▶ **Directions**: The answer must be every line of the records below that holds the word "survives".

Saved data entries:
•••••
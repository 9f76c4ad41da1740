use focusflow_core::db::{open_db, open_db_in_memory};
use focusflow_core::{
    BoardError, BoardService, Column, Priority, RepoError, SqliteBoardRepository, Task, TaskDraft,
    TaskPatch,
};
use rusqlite::Connection;
use uuid::Uuid;

fn board(conn: &Connection) -> BoardService<SqliteBoardRepository<'_>> {
    let repo = SqliteBoardRepository::try_new(conn).unwrap();
    BoardService::open(repo).unwrap()
}

fn draft(title: &str) -> TaskDraft {
    TaskDraft {
        title: title.to_string(),
        ..TaskDraft::default()
    }
}

#[test]
fn create_adds_exactly_one_record_with_matching_fields() {
    let conn = open_db_in_memory().unwrap();
    let mut board = board(&conn);

    let created = board
        .create(TaskDraft {
            title: "Pay rent".to_string(),
            category: "bills".to_string(),
            priority: Priority::High,
            ..TaskDraft::default()
        })
        .unwrap();

    let snapshot = board.snapshot();
    assert_eq!(snapshot.len(), 1);
    assert_eq!(snapshot[0], created);
    assert_eq!(snapshot[0].title, "Pay rent");
    assert_eq!(snapshot[0].category, "bills");
    assert_eq!(snapshot[0].priority, Priority::High);
    assert_eq!(snapshot[0].column, Column::Today);
}

#[test]
fn create_assigns_unique_ids_and_prepends() {
    let conn = open_db_in_memory().unwrap();
    let mut board = board(&conn);

    let first = board.create(draft("first")).unwrap();
    let second = board.create(draft("second")).unwrap();

    assert_ne!(first.id, second.id);
    let snapshot = board.snapshot();
    assert_eq!(snapshot[0].id, second.id, "newest task comes first");
    assert_eq!(snapshot[1].id, first.id);
}

#[test]
fn create_with_whitespace_title_leaves_collection_unchanged() {
    let conn = open_db_in_memory().unwrap();
    let mut board = board(&conn);
    board.create(draft("existing")).unwrap();

    let err = board.create(draft("   \t ")).unwrap_err();
    assert!(matches!(err, BoardError::Validation(_)));
    assert_eq!(board.len(), 1);
}

#[test]
fn update_merges_fields_and_preserves_title_on_blank_input() {
    let conn = open_db_in_memory().unwrap();
    let mut board = board(&conn);
    let task = board.create(draft("keep me")).unwrap();

    board
        .update(
            task.id,
            TaskPatch {
                title: Some("".to_string()),
                desc: Some("new details".to_string()),
                due: Some(Some("2026-09-12".to_string())),
                ..TaskPatch::default()
            },
        )
        .unwrap();

    let snapshot = board.snapshot();
    assert_eq!(snapshot[0].title, "keep me");
    assert_eq!(snapshot[0].desc, "new details");
    assert_eq!(snapshot[0].due.as_deref(), Some("2026-09-12"));
}

#[test]
fn update_unknown_id_signals_not_found_without_state_change() {
    let conn = open_db_in_memory().unwrap();
    let mut board = board(&conn);
    board.create(draft("only")).unwrap();
    let before = board.snapshot();

    let missing = Uuid::new_v4();
    let err = board
        .update(
            missing,
            TaskPatch {
                desc: Some("never lands".to_string()),
                ..TaskPatch::default()
            },
        )
        .unwrap_err();

    assert!(matches!(err, BoardError::NotFound(id) if id == missing));
    assert_eq!(board.snapshot(), before);
}

#[test]
fn delete_is_idempotent() {
    let conn = open_db_in_memory().unwrap();
    let mut board = board(&conn);
    let task = board.create(draft("short-lived")).unwrap();

    assert!(board.delete(task.id).unwrap());
    assert!(!board.delete(task.id).unwrap());
    assert!(board.is_empty());
}

#[test]
fn move_to_relocates_and_ignores_unknown_ids() {
    let conn = open_db_in_memory().unwrap();
    let mut board = board(&conn);
    let task = board.create(draft("movable")).unwrap();

    assert!(board.move_to(task.id, Column::Done).unwrap());
    assert_eq!(board.snapshot()[0].column, Column::Done);

    assert!(!board.move_to(Uuid::new_v4(), Column::Week).unwrap());
    assert_eq!(board.snapshot()[0].column, Column::Done);
}

#[test]
fn advance_cycles_columns_without_changing_id() {
    let conn = open_db_in_memory().unwrap();
    let mut board = board(&conn);
    let task = board.create(draft("cycling")).unwrap();

    assert_eq!(board.advance(task.id).unwrap(), Some(Column::Week));
    assert_eq!(board.advance(task.id).unwrap(), Some(Column::Done));
    assert_eq!(board.advance(task.id).unwrap(), Some(Column::Today));

    let snapshot = board.snapshot();
    assert_eq!(snapshot[0].id, task.id);
    assert_eq!(snapshot[0].column, Column::Today);

    assert_eq!(board.advance(Uuid::new_v4()).unwrap(), None);
}

#[test]
fn clear_all_wipes_the_board() {
    let conn = open_db_in_memory().unwrap();
    let mut board = board(&conn);
    board.create(draft("a")).unwrap();
    board.create(draft("b")).unwrap();

    board.clear_all().unwrap();
    assert!(board.is_empty());
}

#[test]
fn snapshot_is_an_independent_copy() {
    let conn = open_db_in_memory().unwrap();
    let mut board = board(&conn);
    board.create(draft("original")).unwrap();

    let mut snapshot = board.snapshot();
    snapshot[0].title = "mutated copy".to_string();
    snapshot.clear();

    assert_eq!(board.snapshot()[0].title, "original");
}

#[test]
fn replace_all_swaps_the_whole_collection() {
    let conn = open_db_in_memory().unwrap();
    let mut board = board(&conn);
    board.create(draft("old")).unwrap();

    let replacement: Vec<Task> = vec![
        Task::new(draft("new one")).unwrap(),
        Task::new(draft("new two")).unwrap(),
    ];
    board.replace_all(replacement.clone()).unwrap();

    assert_eq!(board.snapshot(), replacement);
}

#[test]
fn mutations_persist_across_reopen() {
    let dir = tempfile::tempdir().unwrap();
    let path = dir.path().join("board.db");

    let task_id;
    {
        let conn = open_db(&path).unwrap();
        let mut board = board(&conn);
        let task = board
            .create(TaskDraft {
                title: "survives restart".to_string(),
                priority: Priority::Medium,
                ..TaskDraft::default()
            })
            .unwrap();
        board.move_to(task.id, Column::Week).unwrap();
        task_id = task.id;
    }

    let conn = open_db(&path).unwrap();
    let board = board(&conn);
    let snapshot = board.snapshot();
    assert_eq!(snapshot.len(), 1);
    assert_eq!(snapshot[0].id, task_id);
    assert_eq!(snapshot[0].title, "survives restart");
    assert_eq!(snapshot[0].priority, Priority::Medium);
    assert_eq!(snapshot[0].column, Column::Week);
}

#[test]
fn repository_rejects_uninitialized_connection() {
    let conn = Connection::open_in_memory().unwrap();

    match SqliteBoardRepository::try_new(&conn) {
        Err(RepoError::UninitializedConnection {
            expected_version,
            actual_version: 0,
        }) => assert!(expected_version > 0),
        Err(other) => panic!("unexpected error: {other}"),
        Ok(_) => panic!("expected uninitialized connection error"),
    }
}

#[test]
fn repository_rejects_connection_without_slots_table() {
    let conn = Connection::open_in_memory().unwrap();
    conn.execute_batch(&format!(
        "PRAGMA user_version = {};",
        focusflow_core::db::migrations::latest_version()
    ))
    .unwrap();

    let result = SqliteBoardRepository::try_new(&conn);
    assert!(matches!(result, Err(RepoError::MissingRequiredTable("slots"))));
}

#[test]
fn corrupt_slot_surfaces_as_invalid_data() {
    let conn = open_db_in_memory().unwrap();
    conn.execute(
        "INSERT INTO slots (name, value) VALUES ('tasks', 'not json');",
        [],
    )
    .unwrap();

    let repo = SqliteBoardRepository::try_new(&conn).unwrap();
    let err = BoardService::open(repo).unwrap_err();
    assert!(matches!(err, BoardError::Repo(RepoError::InvalidData(_))));
}
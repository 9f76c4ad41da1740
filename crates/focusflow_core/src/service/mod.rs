//! Core use-case services.
//!
//! # Responsibility
//! - Orchestrate model, gateway and codec calls into the store API used by
//!   presentation layers.
//! - Keep UI layers decoupled from storage details.

pub mod board_service;
//! Error types for classpool-nn.

use thiserror::Error;

/// classpool-nn error type.
#[derive(Debug, Error)]
pub enum Error {
    /// Candle tensor error.
    #[error("tensor error: {0}")]
    Tensor(#[from] candle_core::Error),

    /// Dataset loading or batching error.
    #[error(transparent)]
    Data(#[from] classpool_data::Error),

    /// Train and test splits disagree on a model dimension.
    #[error("dimension mismatch in {what}: train has {train}, test has {test}")]
    DimensionMismatch {
        what: &'static str,
        train: usize,
        test: usize,
    },

    /// A split has no samples to train or evaluate on.
    #[error("split `{0}` has no samples")]
    EmptySplit(classpool_data::Split),

    /// Invalid configuration.
    #[error("invalid config: {0}")]
    InvalidConfig(String),

    /// Training error.
    #[error("training error: {0}")]
    Training(String),
}

/// Result type alias.
pub type Result<T> = std::result::Result<T, Error>;
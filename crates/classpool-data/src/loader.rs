//! Mini-batching of variable-size graphs.
//!
//! A [`Batch`] is the disjoint union of its samples: node rows are stacked,
//! edges are rewritten to row indices and shifted by the number of nodes in
//! the samples before them, and `batch[i]` names the sample node `i` came
//! from.
//!
//! ```text
//! sample 0: nodes a b     edges a->b       batch = [0, 0, 1, 2, 2, 2]
//! sample 1: node  c                        edges = [[0, 3, 4],
//! sample 2: nodes d e f   edges d->e, e->f            [1, 4, 5]]
//! ```
//!
//! Edges whose endpoints are not nodes of their own sample cannot be
//! materialized and are dropped.

use crate::dataset::GraphDataset;
use crate::error::Result;
use crate::sample::GraphSample;
use candle_core::{Device, Tensor};
use rand::prelude::*;
use rand_xorshift::XorShiftRng;
use std::collections::HashMap;
use tracing::trace;

/// Loader configuration.
#[derive(Debug, Clone)]
pub struct LoaderConfig {
    /// Samples per batch (default: 32).
    pub batch_size: usize,
    /// Reorder samples on every traversal (default: false).
    pub shuffle: bool,
    /// Seed for shuffling; `None` draws one from the OS.
    pub seed: Option<u64>,
}

impl Default for LoaderConfig {
    fn default() -> Self {
        Self {
            batch_size: 32,
            shuffle: false,
            seed: None,
        }
    }
}

impl LoaderConfig {
    pub fn with_batch_size(mut self, batch_size: usize) -> Self {
        self.batch_size = batch_size;
        self
    }

    pub fn with_shuffle(mut self, shuffle: bool) -> Self {
        self.shuffle = shuffle;
        self
    }

    pub fn with_seed(mut self, seed: u64) -> Self {
        self.seed = Some(seed);
        self
    }
}

/// A disjoint union of graphs ready for the network.
#[derive(Debug, Clone)]
pub struct Batch {
    /// Node features, `(num_nodes, num_features)` f32.
    pub x: Tensor,
    /// Edges as row indices into `x`, `(2, num_edges)` u32.
    pub edge_index: Tensor,
    /// Owning graph of each node, `(num_nodes,)` u32, non-decreasing.
    pub batch: Tensor,
    /// Graph labels, `(num_graphs,)` u32.
    pub y: Tensor,
    pub num_graphs: usize,
    pub num_nodes: usize,
    pub num_edges: usize,
    /// Sample edges left out because an endpoint lies outside the sample.
    pub dropped_edges: usize,
}

impl Batch {
    /// Collate samples in the given order.
    pub fn collate(samples: &[&GraphSample], device: &Device) -> Result<Self> {
        let num_features = samples.first().map_or(0, |s| s.num_features());
        let num_nodes: usize = samples.iter().map(|s| s.num_nodes()).sum();

        let mut x = Vec::with_capacity(num_nodes * num_features);
        let mut batch = Vec::with_capacity(num_nodes);
        let mut y = Vec::with_capacity(samples.len());
        let mut sources = Vec::new();
        let mut targets = Vec::new();
        let mut dropped_edges = 0;
        let mut offset = 0u32;

        for (graph, sample) in samples.iter().enumerate() {
            x.extend_from_slice(sample.features());
            batch.extend(std::iter::repeat(graph as u32).take(sample.num_nodes()));
            y.push(sample.label());

            let rows: HashMap<i64, u32> = sample
                .node_ids()
                .iter()
                .enumerate()
                .map(|(row, &id)| (id, row as u32))
                .collect();
            for (s, t) in sample.edge_index().pairs() {
                match (rows.get(&s), rows.get(&t)) {
                    (Some(&s), Some(&t)) => {
                        sources.push(offset + s);
                        targets.push(offset + t);
                    }
                    _ => dropped_edges += 1,
                }
            }
            offset += sample.num_nodes() as u32;
        }

        if dropped_edges > 0 {
            trace!(dropped_edges, "edges reach outside their sample");
        }

        let num_edges = sources.len();
        sources.extend(targets);
        Ok(Self {
            x: Tensor::from_vec(x, (num_nodes, num_features), device)?,
            edge_index: Tensor::from_vec(sources, (2, num_edges), device)?,
            batch: Tensor::from_vec(batch, num_nodes, device)?,
            y: Tensor::from_vec(y, samples.len(), device)?,
            num_graphs: samples.len(),
            num_nodes,
            num_edges,
            dropped_edges,
        })
    }
}

/// Restartable batch source over a dataset.
pub struct GraphLoader<'a> {
    dataset: &'a GraphDataset,
    config: LoaderConfig,
    device: Device,
    indices: Vec<usize>,
    rng: XorShiftRng,
}

impl<'a> GraphLoader<'a> {
    pub fn new(dataset: &'a GraphDataset, config: LoaderConfig, device: Device) -> Self {
        let seed = config.seed.unwrap_or_else(|| thread_rng().gen());
        Self {
            dataset,
            indices: (0..dataset.len()).collect(),
            rng: XorShiftRng::seed_from_u64(seed),
            config,
            device,
        }
    }

    pub fn dataset(&self) -> &GraphDataset {
        self.dataset
    }

    pub fn config(&self) -> &LoaderConfig {
        &self.config
    }

    /// Batches per traversal; the last one may be short.
    pub fn num_batches(&self) -> usize {
        self.dataset.len().div_ceil(self.config.batch_size.max(1))
    }

    /// Start a new traversal from the beginning of the dataset.
    pub fn iter(&mut self) -> BatchIter<'_> {
        if self.config.shuffle {
            self.indices.shuffle(&mut self.rng);
        }
        BatchIter {
            samples: self.dataset.samples(),
            indices: &self.indices,
            batch_size: self.config.batch_size.max(1),
            device: &self.device,
            position: 0,
        }
    }
}

/// One traversal of a [`GraphLoader`].
pub struct BatchIter<'a> {
    samples: &'a [GraphSample],
    indices: &'a [usize],
    batch_size: usize,
    device: &'a Device,
    position: usize,
}

impl Iterator for BatchIter<'_> {
    type Item = Result<Batch>;

    fn next(&mut self) -> Option<Self::Item> {
        if self.position >= self.indices.len() {
            return None;
        }
        let end = (self.position + self.batch_size).min(self.indices.len());
        let chunk: Vec<&GraphSample> = self.indices[self.position..end]
            .iter()
            .map(|&i| &self.samples[i])
            .collect();
        self.position = end;
        Some(Batch::collate(&chunk, self.device))
    }

    fn size_hint(&self) -> (usize, Option<usize>) {
        let remaining = self.indices.len().saturating_sub(self.position);
        let n = remaining.div_ceil(self.batch_size);
        (n, Some(n))
    }
}

impl ExactSizeIterator for BatchIter<'_> {}

#[cfg(test)]
mod tests {
    use super::*;
    use crate::sample::EdgeIndex;

    fn single(id: i64, label: u32, neighbours: &[i64]) -> GraphSample {
        let targets: Vec<i64> = neighbours.to_vec();
        GraphSample::new(
            vec![id],
            vec![id as f32, 0.0],
            label,
            EdgeIndex::new(vec![id; targets.len()], targets),
        )
        .unwrap()
    }

    fn dataset(n: usize) -> GraphDataset {
        GraphDataset::new((0..n).map(|i| single(i as i64, (i % 3) as u32, &[])).collect())
            .unwrap()
    }

    #[test]
    fn last_batch_is_short() {
        let ds = dataset(70);
        let mut loader = GraphLoader::new(&ds, LoaderConfig::default(), Device::Cpu);
        assert_eq!(loader.num_batches(), 3);

        let sizes: Vec<usize> = loader.iter().map(|b| b.unwrap().num_graphs).collect();
        assert_eq!(sizes, vec![32, 32, 6]);
    }

    #[test]
    fn traversal_preserves_order_and_restarts() {
        let ds = dataset(10);
        let mut loader = GraphLoader::new(
            &ds,
            LoaderConfig::default().with_batch_size(4),
            Device::Cpu,
        );

        for _ in 0..2 {
            let mut labels = Vec::new();
            let mut first_features = Vec::new();
            for batch in loader.iter() {
                let batch = batch.unwrap();
                labels.extend(batch.y.to_vec1::<u32>().unwrap());
                first_features.extend(
                    batch
                        .x
                        .to_vec2::<f32>()
                        .unwrap()
                        .into_iter()
                        .map(|row| row[0]),
                );
            }
            let expected: Vec<u32> = ds.samples().iter().map(|s| s.label()).collect();
            assert_eq!(labels, expected);
            assert_eq!(first_features, (0..10).map(|i| i as f32).collect::<Vec<_>>());
        }
    }

    #[test]
    fn seeded_shuffle_is_a_permutation() {
        let ds = dataset(50);
        let config = LoaderConfig::default()
            .with_batch_size(8)
            .with_shuffle(true)
            .with_seed(7);

        fn order(loader: &mut GraphLoader<'_>) -> Vec<u32> {
            loader
                .iter()
                .flat_map(|b| {
                    let x = b.unwrap().x.to_vec2::<f32>().unwrap();
                    x.into_iter().map(|row| row[0] as u32).collect::<Vec<_>>()
                })
                .collect()
        }

        let mut a = GraphLoader::new(&ds, config.clone(), Device::Cpu);
        let mut b = GraphLoader::new(&ds, config, Device::Cpu);
        let first = order(&mut a);
        assert_eq!(first, order(&mut b));

        let mut sorted = first.clone();
        sorted.sort_unstable();
        assert_eq!(sorted, (0..50).collect::<Vec<u32>>());
    }

    #[test]
    fn edges_are_offset_by_prior_nodes() {
        let a = GraphSample::new(
            vec![10, 11],
            vec![0.0; 4],
            0,
            EdgeIndex::new(vec![10], vec![11]),
        )
        .unwrap();
        let b = GraphSample::new(vec![5], vec![0.0; 2], 1, EdgeIndex::default()).unwrap();
        let c = GraphSample::new(
            vec![7, 8, 9],
            vec![0.0; 6],
            2,
            EdgeIndex::new(vec![7, 8], vec![8, 9]),
        )
        .unwrap();

        let batch = Batch::collate(&[&a, &b, &c], &Device::Cpu).unwrap();
        assert_eq!(batch.num_nodes, 6);
        assert_eq!(batch.num_graphs, 3);
        assert_eq!(batch.batch.to_vec1::<u32>().unwrap(), vec![0, 0, 1, 2, 2, 2]);
        assert_eq!(
            batch.edge_index.to_vec2::<u32>().unwrap(),
            vec![vec![0, 3, 4], vec![1, 4, 5]]
        );
        assert_eq!(batch.dropped_edges, 0);
    }

    #[test]
    fn edges_to_absent_nodes_are_dropped() {
        let a = single(1, 0, &[2, 3]);
        let b = single(2, 0, &[1, 3]);
        let batch = Batch::collate(&[&a, &b], &Device::Cpu).unwrap();

        assert_eq!(batch.num_edges, 0);
        assert_eq!(batch.dropped_edges, 4);
        assert_eq!(batch.edge_index.dims(), &[2, 0]);
    }

    #[test]
    fn empty_dataset_yields_no_batches() {
        let ds = GraphDataset::empty();
        let mut loader = GraphLoader::new(&ds, LoaderConfig::default(), Device::Cpu);
        assert_eq!(loader.num_batches(), 0);
        assert_eq!(loader.iter().count(), 0);
    }
}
•••••
▶ **Solution**:
                title: "survives restart".to_string(),
    assert_eq!(snapshot[0].title, "survives restart");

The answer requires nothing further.